Exercise objective: The string "failed" may appear on lines of the entries below; report how many such lines there are, and only that.

(Saved data entries)
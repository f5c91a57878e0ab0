//! The immutable, chainable error model.
//!
//! An [`Error`] records *what* failed (a code in one of four domains, see
//! [`ErrorCode`]), *why* in the caller's words (the message), *where* (an
//! optional [`Location`]), and *what caused it* (an optional inner error).
//! Errors are shared through [`ErrorRef`], a reference-counted pointer, and
//! cannot be modified once constructed.
//!
//! # Examples
//!
//! ```
//! use causeway::{Error, GenericCode, KernelStatus, Location};
//!
//! let cause = Error::kernel(
//!     KernelStatus::OBJECT_NAME_NOT_FOUND,
//!     "opening the section",
//!     None,
//!     None,
//! );
//! let error = Error::generic(
//!     GenericCode::InvalidRequest,
//!     "mapping the shared buffer",
//!     Some(Location::new("buffer.rs", 17)),
//!     Some(cause.clone()),
//! );
//!
//! assert_eq!(error.to_string(), "mapping the shared buffer [Invalid request]");
//! assert_eq!(error.format("{T} at {FL}"), "Generic at buffer.rs:17");
//! assert!(error.inner().unwrap().ptr_eq(&cause));
//! assert_eq!(error.root_cause().error_text(), "STATUS_OBJECT_NAME_NOT_FOUND");
//! ```

mod generic;
mod kernel;
mod location;
mod platform;

use alloc::{borrow::Cow, string::String};

use causeway_internals::{RefCount, RefCounted, RefPtr};

pub use self::{
    generic::GenericCode, kernel::KernelStatus, location::Location, platform::PlatformStatus,
};
use crate::format::{self, Formatted};

/// A shared, nullable reference to an [`Error`].
pub type ErrorRef = RefPtr<Error>;

/// The domain an error code belongs to.
#[derive(Debug, Clone, Copy, PartialEq, Eq, Hash)]
pub enum ErrorKind {
    /// No particular domain. The code is opaque and has no text.
    Unspecified,
    /// A [`GenericCode`] defined by this library.
    Generic,
    /// A [`PlatformStatus`] from the operating system.
    Platform,
    /// A [`KernelStatus`] from the kernel layer.
    Kernel,
}

impl ErrorKind {
    /// Returns the name of the kind, as rendered by the `{T}` tag.
    pub const fn name(self) -> &'static str {
        match self {
            Self::Unspecified => "Unspecified",
            Self::Generic => "Generic",
            Self::Platform => "Platform",
            Self::Kernel => "Kernel",
        }
    }
}

impl core::fmt::Display for ErrorKind {
    fn fmt(&self, f: &mut core::fmt::Formatter<'_>) -> core::fmt::Result {
        f.write_str(self.name())
    }
}

/// A code tagged with the domain that gives it meaning.
#[derive(Debug, Clone, Copy, PartialEq, Eq, Hash)]
pub enum ErrorCode {
    /// An opaque code without a domain.
    Unspecified(i32),
    /// A library-defined code.
    Generic(GenericCode),
    /// An operating-system status.
    Platform(PlatformStatus),
    /// A kernel status.
    Kernel(KernelStatus),
}

impl ErrorCode {
    /// Returns the domain of the code.
    pub const fn kind(self) -> ErrorKind {
        match self {
            Self::Unspecified(_) => ErrorKind::Unspecified,
            Self::Generic(_) => ErrorKind::Generic,
            Self::Platform(_) => ErrorKind::Platform,
            Self::Kernel(_) => ErrorKind::Kernel,
        }
    }

    /// Returns the numeric value of the code.
    pub const fn raw(self) -> i32 {
        match self {
            Self::Unspecified(code) => code,
            Self::Generic(code) => code.as_raw(),
            Self::Platform(status) => status.raw(),
            Self::Kernel(status) => status.raw(),
        }
    }

    /// Resolves the code to a description in its own domain.
    ///
    /// Unspecified codes have no description.
    pub fn text(self) -> Cow<'static, str> {
        match self {
            Self::Unspecified(_) => Cow::Borrowed(""),
            Self::Generic(code) => Cow::Borrowed(code.text()),
            Self::Platform(status) => Cow::Owned(status.text()),
            Self::Kernel(status) => status.text(),
        }
    }
}

/// An immutable record of a failure.
///
/// Errors are only ever created behind an [`ErrorRef`], through one named
/// constructor per [`ErrorKind`]. The description of the code is resolved
/// once, when the error is built. Dropping the last reference to an error
/// also drops its reference to the inner error.
pub struct Error {
    /// Owner counter for [`ErrorRef`].
    count: RefCount,
    /// What failed.
    code: ErrorCode,
    /// `code` resolved in its own domain at construction.
    text: Cow<'static, str>,
    /// The caller's description, never modified.
    message: String,
    /// Where the error was raised.
    location: Option<Location>,
    /// The error that caused this one. Never a null pointer.
    inner: Option<ErrorRef>,
}

// SAFETY:
// 1. `count` is private to this module and only exposed through this trait.
// 2. The default `release` is kept, and errors are only created through
//    `Error::build`, which allocates each of them in its own `Box` via
//    `RefPtr::new`.
unsafe impl RefCounted for Error {
    #[inline]
    fn ref_count(&self) -> &RefCount {
        &self.count
    }
}

impl Error {
    /// Creates an error without a particular domain.
    ///
    /// # Examples
    ///
    /// ```
    /// use causeway::{Error, ErrorKind};
    ///
    /// let error = Error::new(5, "bad input", None, None);
    /// assert_eq!(error.kind(), ErrorKind::Unspecified);
    /// assert_eq!(error.error_text(), "");
    /// ```
    #[must_use]
    pub fn new(
        code: i32,
        message: impl Into<String>,
        location: Option<Location>,
        inner: Option<ErrorRef>,
    ) -> ErrorRef {
        Self::build(ErrorCode::Unspecified(code), message.into(), location, inner)
    }

    /// Creates an error carrying a library-defined code.
    #[must_use]
    pub fn generic(
        code: GenericCode,
        message: impl Into<String>,
        location: Option<Location>,
        inner: Option<ErrorRef>,
    ) -> ErrorRef {
        Self::build(ErrorCode::Generic(code), message.into(), location, inner)
    }

    /// Creates an error carrying an operating-system status.
    #[must_use]
    pub fn platform(
        status: impl Into<PlatformStatus>,
        message: impl Into<String>,
        location: Option<Location>,
        inner: Option<ErrorRef>,
    ) -> ErrorRef {
        Self::build(
            ErrorCode::Platform(status.into()),
            message.into(),
            location,
            inner,
        )
    }

    /// Creates an error carrying a kernel status.
    #[must_use]
    pub fn kernel(
        status: impl Into<KernelStatus>,
        message: impl Into<String>,
        location: Option<Location>,
        inner: Option<ErrorRef>,
    ) -> ErrorRef {
        Self::build(
            ErrorCode::Kernel(status.into()),
            message.into(),
            location,
            inner,
        )
    }

    fn build(
        code: ErrorCode,
        message: String,
        location: Option<Location>,
        inner: Option<ErrorRef>,
    ) -> ErrorRef {
        RefPtr::new(Self {
            count: RefCount::new(),
            code,
            text: code.text(),
            message,
            location,
            inner: inner.filter(|inner| !inner.is_null()),
        })
    }

    /// Returns the domain of the error code.
    #[inline]
    pub fn kind(&self) -> ErrorKind {
        self.code.kind()
    }

    /// Returns the error code together with its domain.
    #[inline]
    pub fn code(&self) -> ErrorCode {
        self.code
    }

    /// Returns the numeric value of the error code.
    #[inline]
    pub fn raw_code(&self) -> i32 {
        self.code.raw()
    }

    /// Returns the message given at construction.
    #[inline]
    pub fn message(&self) -> &str {
        &self.message
    }

    /// Returns where the error was raised, if known.
    #[inline]
    pub fn location(&self) -> Option<Location> {
        self.location
    }

    /// Returns the source file the error was raised in, if known.
    #[inline]
    pub fn file(&self) -> Option<&'static str> {
        self.location.map(|location| location.file())
    }

    /// Returns the line the error was raised at, or `0` if unknown.
    #[inline]
    pub fn line(&self) -> u32 {
        self.location.map_or(0, |location| location.line())
    }

    /// Returns the reference to the error that caused this one.
    #[inline]
    pub fn inner(&self) -> Option<&ErrorRef> {
        self.inner.as_ref()
    }

    /// Returns the error that caused this one.
    #[inline]
    pub fn cause(&self) -> Option<&Self> {
        self.inner.as_ref().and_then(RefPtr::get)
    }

    /// Iterates over this error and all of its causes, outermost first.
    ///
    /// # Examples
    ///
    /// ```
    /// use causeway::Error;
    ///
    /// let root = Error::new(1, "disk", None, None);
    /// let middle = Error::new(2, "volume", None, Some(root));
    /// let top = Error::new(3, "mount", None, Some(middle));
    ///
    /// let messages: Vec<_> = top.chain().map(|error| error.message()).collect();
    /// assert_eq!(messages, ["mount", "volume", "disk"]);
    /// ```
    pub fn chain(&self) -> Chain<'_> {
        Chain { next: Some(self) }
    }

    /// Returns the innermost error of the chain.
    pub fn root_cause(&self) -> &Self {
        let mut current = self;
        while let Some(cause) = current.cause() {
            current = cause;
        }
        current
    }

    /// Returns the description of the error code in its own domain.
    ///
    /// The text is resolved when the error is built, so hooks registered
    /// later do not change it. Codes without a known description produce an
    /// empty string.
    #[inline]
    pub fn error_text(&self) -> &str {
        &self.text
    }

    /// Renders the error according to a template.
    ///
    /// See the [`format`](crate::format) module for the recognized tags.
    ///
    /// # Examples
    ///
    /// ```
    /// use causeway::{Error, Location};
    ///
    /// let error = Error::new(5, "bad input", Some(Location::new("foo.cpp", 42)), None);
    /// assert_eq!(error.format("{M} ({Cd}) at {FL}"), "bad input (5) at foo.cpp:42");
    /// ```
    pub fn format(&self, template: &str) -> String {
        format::render_to_string(self, template)
    }

    /// Returns a value that renders the error according to a template when
    /// displayed, without allocating the result.
    pub fn formatted<'a>(&'a self, template: &'a str) -> Formatted<'a> {
        Formatted::new(self, template)
    }
}

impl Drop for Error {
    fn drop(&mut self) {
        // Unlink uniquely owned causes one at a time, so dropping a long
        // chain takes constant stack.
        let mut next = self.inner.take();
        while let Some(mut inner) = next {
            next = inner.get_mut().and_then(|error| error.inner.take());
        }
    }
}

impl core::fmt::Display for Error {
    fn fmt(&self, f: &mut core::fmt::Formatter<'_>) -> core::fmt::Result {
        format::render(self, "{MS}", f)
    }
}

impl core::fmt::Debug for Error {
    fn fmt(&self, f: &mut core::fmt::Formatter<'_>) -> core::fmt::Result {
        f.debug_struct("Error")
            .field("kind", &self.kind())
            .field("code", &self.raw_code())
            .field("message", &self.message)
            .field("location", &self.location)
            .field("inner", &self.cause())
            .finish()
    }
}

impl core::error::Error for Error {
    fn source(&self) -> Option<&(dyn core::error::Error + 'static)> {
        self.cause().map(|cause| cause as &(dyn core::error::Error + 'static))
    }
}

/// Iterator over an error and its causes.
///
/// Created by [`Error::chain`].
#[derive(Clone, Debug)]
#[must_use]
pub struct Chain<'a> {
    /// The next error to yield.
    next: Option<&'a Error>,
}

impl<'a> Iterator for Chain<'a> {
    type Item = &'a Error;

    fn next(&mut self) -> Option<&'a Error> {
        let current = self.next?;
        self.next = current.cause();
        Some(current)
    }
}

impl core::iter::FusedIterator for Chain<'_> {}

Answer space: 2